Students and teachers work hard all year long to master content area in all subjects to be prepared for whatever their post-secondary goals might be. Before graduation, students faced the STAAR tests in their core subjects. To help ease the stress, they reviewed the content skills most likely to be tested and changed up the eight-month routine; the students worked with three teachers with some new classmates in one traditional period.
Krystal Meredith, CCHS Math Department Chairman and Algebra I teacher, has used the “three-in-one” prep strategy in her individual classroom in prior years to review for the STAAR test.
“Sometimes a student has heard the concept explained by a teacher multiple times and by their classmates, and it just doesn’t click.
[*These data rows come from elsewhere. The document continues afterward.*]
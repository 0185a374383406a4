// Copyright (c) 2023 Huawei Device Co., Ltd.
// Licensed under the Apache License, Version 2.0 (the "License");
// you may not use this file except in compliance with the License.
// You may obtain a copy of the License at
//
//     http://www.apache.org/licenses/LICENSE-2.0
//
// Unless required by applicable law or agreed to in writing, software
// distributed under the License is distributed on an "AS IS" BASIS,
// WITHOUT WARRANTIES OR CONDITIONS OF ANY KIND, either express or implied.
// See the License for the specific language governing permissions and
// limitations under the License.

//! Errors that may occur in this crate.
//!
//! [`HpackError`] covers every way an HPACK byte stream can be malformed.
//! Incomplete input is not an error: decoding interfaces signal it with
//! `Ok(None)` so that callers can retry once more bytes arrive.

use core::fmt::{Display, Formatter};
use std::error::Error;

/// Errors that may occur when decoding an HPACK byte stream.
///
/// Any of these errors leaves the compression context desynchronized from
/// the peer, so the surrounding connection must be torn down.
#[derive(Debug, Eq, PartialEq, Copy, Clone)]
pub struct HpackError {
    kind: ErrorKind,
}

impl From<ErrorKind> for HpackError {
    fn from(kind: ErrorKind) -> Self {
        HpackError { kind }
    }
}

impl Display for HpackError {
    fn fmt(&self, f: &mut Formatter<'_>) -> core::fmt::Result {
        f.write_str(match self.kind {
            ErrorKind::IntegerOverflow => "integer representation is too large",
            ErrorKind::InvalidHuffmanCode => "invalid huffman code",
            ErrorKind::InvalidIndex => "no header at the referenced index",
            ErrorKind::UnsupportedSizeUpdate => "dynamic table size update is not supported",
        })
    }
}

impl Error for HpackError {}

#[derive(Debug, Eq, PartialEq, Copy, Clone)]
pub(crate) enum ErrorKind {
    /// An integer representation grew past `MAX_HPACK_INTEGER` before
    /// terminating.
    IntegerOverflow,

    /// A Huffman-coded string reached an absent branch, decoded the EOS
    /// symbol, or ended with invalid padding.
    InvalidHuffmanCode,

    /// A representation referenced an index outside the static and dynamic
    /// tables, or used the forbidden index 0.
    InvalidIndex,

    /// A dynamic table size update appeared on the wire.
    UnsupportedSizeUpdate,
}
Another teacher says the same thing, shows the same sample, but just inflects something different and the student has that ‘ah-ha’ moment. If we can give that to our students, then it is really worth it,” Meredith said.
Partner activities, team competitions, white board races, and gallery walks are just some of the activities teachers spent a weekend planning, taking ideas from Survivor, family games like Jenga, and even the current trend of puzzle rooms.
Algebra I student Samantha Carlton likes the idea of learning new things from different teachers in different styles.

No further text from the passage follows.